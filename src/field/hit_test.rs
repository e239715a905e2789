// Copyright 2025 the Runebender Xilem Authors
// SPDX-License-Identifier: Apache-2.0

//! Hit testing for draggable markers

use kurbo::Point;

use super::scene::marker_label_box;
use crate::model::{MarkerId, Strategy};
use crate::theme::size;

/// Extra slack around the marker circle, in surface pixels
pub const CLICK_SLOP: f64 = 2.0;

/// Marker under `pos`, if any
///
/// Markers painted later sit on top, so they are tested first. A marker is
/// grabbed by its circle or by its name label.
pub fn marker_at(strategy: &Strategy, pos: Point) -> Option<MarkerId> {
    let reach = size::MARKER_RADIUS + CLICK_SLOP;
    strategy
        .fielders
        .iter()
        .rev()
        .find(|marker| {
            marker.position.distance(pos) <= reach
                || marker_label_box(marker.position).contains(pos)
        })
        .map(|marker| marker.id)
}

#[cfg(test)]
mod tests {
    use super::*;

    #[test]
    fn hits_circle_and_label() {
        let strategy = Strategy::default();
        let slip = &strategy.fielders[0];
        assert_eq!(marker_at(&strategy, slip.position), Some(slip.id));
        assert_eq!(
            marker_at(&strategy, slip.position + (9.0, 0.0)),
            Some(slip.id)
        );
        assert_eq!(
            marker_at(&strategy, slip.position + (0.0, 14.0)),
            Some(slip.id)
        );
    }

    #[test]
    fn empty_grass_is_a_miss() {
        let strategy = Strategy::default();
        assert_eq!(marker_at(&strategy, Point::new(405.0, 405.0)), None);
        assert_eq!(marker_at(&strategy, Point::new(-100.0, -100.0)), None);
    }

    #[test]
    fn topmost_marker_wins() {
        let mut strategy = Strategy::default();
        let shared = Point::new(200.0, 200.0);
        strategy.fielders[2].position = shared;
        strategy.fielders[5].position = shared;
        assert_eq!(marker_at(&strategy, shared), Some(strategy.fielders[5].id));
    }

    #[test]
    fn markers_outside_the_field_are_still_grabbable() {
        let mut strategy = Strategy::default();
        strategy.fielders[8].position = Point::new(-30.0, 900.0);
        assert_eq!(
            marker_at(&strategy, Point::new(-30.0, 900.0)),
            Some(strategy.fielders[8].id)
        );
    }
}
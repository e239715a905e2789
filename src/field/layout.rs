// Copyright 2025 the Runebender Xilem Authors
// SPDX-License-Identifier: Apache-2.0

//! Proportional field geometry.
//!
//! Every shape on the diagram is derived from the surface width alone. The
//! surface is always square, so re-deriving the layout after a resize is a
//! single call to [`FieldLayout::for_width`].

use kurbo::{Line, Point, Rect, Size, Vec2};

use crate::settings;
use crate::theme::size;

/// Side length of the square drawing surface for a container of `container`
pub fn surface_side(container: Size) -> f64 {
    let padding = settings::surface::PADDING * 2.0;
    let available = (container.width - padding).min(container.height - padding);
    (available + settings::surface::GROWTH).max(0.0)
}

/// Derived geometry for one surface width
#[derive(Debug, Clone, Copy, PartialEq)]
pub struct FieldLayout {
    /// Surface side (width and height)
    pub side: f64,
    pub center: Point,
    pub field_radius: f64,
    pub boundary_radius: f64,
    pub pitch_length: f64,
    pub pitch_width: f64,
    pub wicketkeeper: Point,
    pub bowler: Point,
}

impl FieldLayout {
    pub fn for_width(width: f64) -> Self {
        let center = Point::new(width / 2.0, width / 2.0);
        let field_radius = width * size::FIELD_RADIUS_RATIO;
        let pitch_length = field_radius * size::PITCH_LENGTH_RATIO;
        let pitch_width = field_radius * size::PITCH_WIDTH_RATIO;
        let fixed_offset =
            Vec2::new(0.0, pitch_length / 2.0 + field_radius * size::FIXED_MARKER_GAP_RATIO);

        Self {
            side: width,
            center,
            field_radius,
            boundary_radius: field_radius * size::BOUNDARY_RATIO,
            pitch_length,
            pitch_width,
            wicketkeeper: center + fixed_offset,
            bowler: center - fixed_offset,
        }
    }

    /// Surface bounds in surface coordinates
    pub fn bounds(&self) -> Rect {
        Rect::new(0.0, 0.0, self.side, self.side)
    }

    /// Vertical pitch rectangle centered on the field
    pub fn pitch_rect(&self) -> Rect {
        Rect::from_center_size(self.center, (self.pitch_width, self.pitch_length))
    }

    /// Popping creases near each end of the pitch
    pub fn creases(&self) -> [Line; 2] {
        let pitch = self.pitch_rect();
        let inset = self.pitch_length * size::CREASE_INSET_RATIO;
        [
            Line::new((pitch.x0, pitch.y0 + inset), (pitch.x1, pitch.y0 + inset)),
            Line::new((pitch.x0, pitch.y1 - inset), (pitch.x1, pitch.y1 - inset)),
        ]
    }

    /// Top-left corner of the boundary caption
    pub fn boundary_caption_origin(&self) -> Point {
        Point::new(
            self.center.x + self.boundary_radius - size::BOUNDARY_CAPTION_INSET,
            self.center.y - 10.0,
        )
    }

    /// Height of the notes panel for the given number of lines
    pub fn notes_panel_height(lines: usize) -> f64 {
        lines as f64 * size::NOTES_LINE_HEIGHT + size::NOTES_PADDING * 2.0
    }

    /// Notes panel rectangle anchored to the bottom of the surface
    pub fn notes_panel_rect(&self, lines: usize) -> Rect {
        let margin = size::OVERLAY_MARGIN;
        let height = Self::notes_panel_height(lines);
        let origin = Point::new(margin, self.side - margin - height);
        Rect::from_origin_size(origin, (self.side - margin * 2.0, height))
    }
}

impl Default for FieldLayout {
    fn default() -> Self {
        Self::for_width(settings::surface::DEFAULT_SIDE)
    }
}
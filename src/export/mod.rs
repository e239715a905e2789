// Copyright 2025 the Runebender Xilem Authors
// SPDX-License-Identifier: Apache-2.0

//! Image export: overlay sequencing, capture, encoding and saving

pub mod capture;
pub mod saver;
pub mod session;

use std::fmt;
use std::path::PathBuf;

use crate::settings;

pub use capture::{CaptureRequest, CaptureSurface, CapturedImage, SceneSurface, SurfaceHandle};
pub use saver::{DialogSaver, DirectorySaver, ImageSaver};
pub use session::ExportSession;

/// Encoded image format for a download
#[derive(Debug, Clone, Copy, PartialEq, Eq, Hash)]
pub enum ExportFormat {
    Png,
    Jpeg,
}

impl ExportFormat {
    pub fn extension(self) -> &'static str {
        match self {
            Self::Png => "png",
            Self::Jpeg => "jpeg",
        }
    }

    pub fn mime_type(self) -> &'static str {
        match self {
            Self::Png => "image/png",
            Self::Jpeg => "image/jpeg",
        }
    }

    /// Name the downloaded file is given
    pub fn file_name(self) -> String {
        format!("{}.{}", settings::export::FILE_STEM, self.extension())
    }

    /// Short name used on buttons
    pub fn label(self) -> &'static str {
        match self {
            Self::Png => "PNG",
            Self::Jpeg => "JPG",
        }
    }
}

impl fmt::Display for ExportFormat {
    fn fmt(&self, f: &mut fmt::Formatter<'_>) -> fmt::Result {
        f.write_str(self.label())
    }
}

/// Errors that end a single export
#[derive(Debug, thiserror::Error)]
pub enum ExportError {
    #[error("drawing surface has not been measured yet")]
    SurfaceNotReady,
    #[error("an export is already in progress")]
    InProgress,
    #[error("overlay has not been rendered yet")]
    NotSettled,
    #[error("no export is pending")]
    NoExportPending,
    #[error("drawing surface is empty")]
    EmptySurface,
    #[error("failed to encode image: {0}")]
    Encode(#[from] image::ImageError),
    #[error("failed to save image: {0:#}")]
    Save(anyhow::Error),
}

/// How a completed export ended
#[derive(Debug, Clone, PartialEq, Eq)]
pub enum ExportOutcome {
    Saved(PathBuf),
    /// The save dialog was dismissed
    Cancelled,
}
// Copyright 2025 the Runebender Xilem Authors
// SPDX-License-Identifier: Apache-2.0

//! UI components for the Cricket Field Strategizer

pub mod control_panel;
pub mod field_canvas;

// Re-export commonly used widget views and types
pub use control_panel::control_panel;
pub use field_canvas::{CanvasAction, field_canvas};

==============================

→ Task
In the data, how many lines include the string "slip"? Reply with only that number.

→ Answer to the exercise
6